In 2003, John W. Rogers Jr. beat NBA legend Michael Jordan in a real one-on-one game at Jordan's Senior Flight School in Las Vegas, Nevada. The matchup ended 3-2 in Rogers Jr.'s favor. When he sank the final shot, Jordan reacted with a simple, "Oh, no." The moment was captured on video and confirmed by people at the camp. As of 2025, it remains the only proven and documented one-on-one win against Michael Jordan, and it still surprises basketball fans today.
"We all know that if I had played him 100 times, he would have beat me the next 100 times, but it was a memorable moment that I’ll always cherish," Rogers Jr. said in a 2020 interview with ESPN's Andscape.
Rogers Jr. was born on March 31, 1958 in Chicago, Illinois, U.S. He played Division I basketball at Princeton University from 1976 to 1980 and even served as the team captain his senior year. So, he was no stranger to basketball.
At the beginning of his sophomore year, he told his parents that he was thinking about leaving Princeton to go home and play for the University of Chicago. Coach Pete Carril at Princeton gave him the last uniform on the team. Carril said, "John was not a star, but he was scrappy," according to Rogers Jr. One of his teammates Stephen Mills said, "Rogers Jr. never took a day off."

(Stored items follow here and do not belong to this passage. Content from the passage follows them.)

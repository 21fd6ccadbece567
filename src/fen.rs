//! FEN import and export.
//!
//! The board keeps castling eligibility as per-piece `has_moved` flags, so
//! castling rights are translated to and from those flags: a king or rook on
//! its home square is unmoved exactly when a right involving it is present.

use crate::board::{Board, Square};
use crate::error::{ChessError, ChessResult};
use crate::game_state::GameState;
use crate::piece::{Color, Piece, PieceType};

pub const STARTING_FEN: &str = "rnbqkbnr/pppppppp/8/8/8/8/PPPPPPPP/RNBQKBNR w KQkq - 0 1";

// (right letter, color, rook column)
const CASTLING_RIGHTS: [(char, Color, u8); 4] = [
    ('K', Color::White, 7),
    ('Q', Color::White, 0),
    ('k', Color::Black, 7),
    ('q', Color::Black, 0),
];

impl GameState {
    pub fn from_fen(fen: &str) -> ChessResult<GameState> {
        let invalid = |reason: &str| ChessError::InvalidFen(format!("{reason} in `{fen}`"));
        let fields: Vec<&str> = fen.split_whitespace().collect();
        if fields.len() < 4 {
            return Err(invalid("expected at least four fields"));
        }

        let mut board = parse_placement(fields[0]).map_err(|reason| invalid(&reason))?;

        let turn = match fields[1] {
            "w" => Color::White,
            "b" => Color::Black,
            _ => return Err(invalid("side to move must be `w` or `b`")),
        };

        let rights = fields[2];
        if rights != "-" && !rights.chars().all(|c| "KQkq".contains(c)) {
            return Err(invalid("bad castling field"));
        }
        apply_castling_rights(&mut board, rights);

        let en_passant = match fields[3] {
            "-" => None,
            square => Some(square.parse::<Square>().map_err(|_| invalid("bad en passant square"))?),
        };

        let halfmove_clock = match fields.get(4) {
            Some(clock) => clock.parse::<u32>().map_err(|_| invalid("bad half-move clock"))?,
            None => 0,
        };

        // Some writers emit 0 here; treat it as the first move.
        let fullmove = match fields.get(5) {
            Some(number) => number.parse::<u32>().map_err(|_| invalid("bad full-move number"))?.max(1),
            None => 1,
        };

        for color in [Color::White, Color::Black] {
            let kings = board
                .pieces()
                .filter(|(_, p)| p.kind == PieceType::King && p.color == color)
                .count();
            if kings != 1 {
                return Err(invalid(&format!("{color} must have exactly one king")));
            }
        }

        let mut state = GameState::from_position(board, turn, en_passant, halfmove_clock);
        state.start_fullmove = fullmove;
        Ok(state)
    }

    pub fn to_fen(&self) -> String {
        let mut placement = String::new();
        for row in 0..8u8 {
            if row > 0 {
                placement.push('/');
            }
            let mut empty = 0;
            for col in 0..8u8 {
                match self.board.piece_at(Square::new(row, col)) {
                    Some(piece) => {
                        if empty > 0 {
                            placement.push_str(&empty.to_string());
                            empty = 0;
                        }
                        placement.push(piece.symbol());
                    }
                    None => empty += 1,
                }
            }
            if empty > 0 {
                placement.push_str(&empty.to_string());
            }
        }

        let side = match self.turn {
            Color::White => "w",
            Color::Black => "b",
        };

        let mut rights: String = CASTLING_RIGHTS
            .iter()
            .filter(|(_, color, rook_col)| castling_available(&self.board, *color, *rook_col))
            .map(|(letter, _, _)| *letter)
            .collect();
        if rights.is_empty() {
            rights.push('-');
        }

        let en_passant = self
            .en_passant_target
            .map(|square| square.to_string())
            .unwrap_or_else(|| "-".to_string());

        format!(
            "{placement} {side} {rights} {en_passant} {} {}",
            self.halfmove_clock,
            self.fullmove_number()
        )
    }
}

fn parse_placement(placement: &str) -> Result<Board, String> {
    let ranks: Vec<&str> = placement.split('/').collect();
    if ranks.len() != 8 {
        return Err("placement must have eight ranks".to_string());
    }

    let mut board = Board::empty();
    for (row, rank) in ranks.iter().enumerate() {
        let mut col = 0u8;
        for symbol in rank.chars() {
            if let Some(skip) = symbol.to_digit(10) {
                if !(1..=8).contains(&skip) {
                    return Err(format!("bad empty-square count `{symbol}`"));
                }
                col += skip as u8;
            } else {
                let mut piece = Piece::from_symbol(symbol).ok_or_else(|| format!("unknown piece `{symbol}`"))?;
                if col >= 8 {
                    return Err(format!("rank {} is too long", 8 - row));
                }
                let square = Square::new(row as u8, col);
                // Castling flags are settled afterwards; everything else that
                // left its home square has clearly moved.
                piece.has_moved = match piece.kind {
                    PieceType::Pawn => square.row != piece.color.pawn_start_row(),
                    PieceType::King | PieceType::Rook => true,
                    _ => false,
                };
                board.set_piece(square, Some(piece));
                col += 1;
            }
            if col > 8 {
                return Err(format!("rank {} is too long", 8 - row));
            }
        }
        if col != 8 {
            return Err(format!("rank {} is too short", 8 - row));
        }
    }
    Ok(board)
}

fn apply_castling_rights(board: &mut Board, rights: &str) {
    for (letter, color, rook_col) in CASTLING_RIGHTS {
        if !rights.contains(letter) {
            continue;
        }
        let row = color.back_rank();
        let king_square = Square::new(row, 4);
        let rook_square = Square::new(row, rook_col);
        let king = board.piece_at(king_square);
        let rook = board.piece_at(rook_square);
        match (king, rook) {
            (Some(mut king), Some(mut rook))
                if king.kind == PieceType::King
                    && king.color == color
                    && rook.kind == PieceType::Rook
                    && rook.color == color =>
            {
                king.has_moved = false;
                rook.has_moved = false;
                board.set_piece(king_square, Some(king));
                board.set_piece(rook_square, Some(rook));
            }
            _ => {}
        }
    }
}

fn castling_available(board: &Board, color: Color, rook_col: u8) -> bool {
    let row = color.back_rank();
    let unmoved = |square: Square, kind: PieceType| {
        matches!(board.piece_at(square), Some(p) if p.kind == kind && p.color == color && !p.has_moved)
    };
    unmoved(Square::new(row, 4), PieceType::King) && unmoved(Square::new(row, rook_col), PieceType::Rook)
}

His father John W. Rogers Sr. was one of the original Tuskegee Airmen and flew over 100 missions during World War II. His mother Jewel Lafontant was the first African American woman to graduate from the University of Chicago Law School. When Rogers Jr. was 12 years old, his father bought him stocks instead of toys. This would become the spark that started his investment career.
After graduating from Princeton, Rogers Jr. began his career at William Blair & Company in Chicago, Illinois. In 1983, he founded Ariel Investments at 24 years old. And over the next four decades, he built the firm into one of the largest Black-owned investment companies in the United States. Ariel Investments now manages over $14.5 billion, according to Forbes. Some of their major clients include the California State Teachers' Retirement System and United Airlines.

Mellody Hobson, who also graduated from Princeton University, joined Ariel Investments in 1991 and now serves alongside Rogers Jr. as Co-CEO. Since he launched the Ariel Fund on November 6, 1986, it has earned an average annual total return of 10.91%. In his investor letters, Rogers Jr. uses the motto, "Slow and steady wins the race." His firm didn't try to go for the highest returns like most traders and investors on Wall Street.

Coach Pete Carril passed away on August 15, 2022. Carril taught Rogers to be patient, disciplined, and to wait for the right moment instead of forcing a play. The same steady mindset that built his firm is the one that helped him beat Jordan. He didn't rush. He didn’t panic. He just waited for the right moment and took the right shot.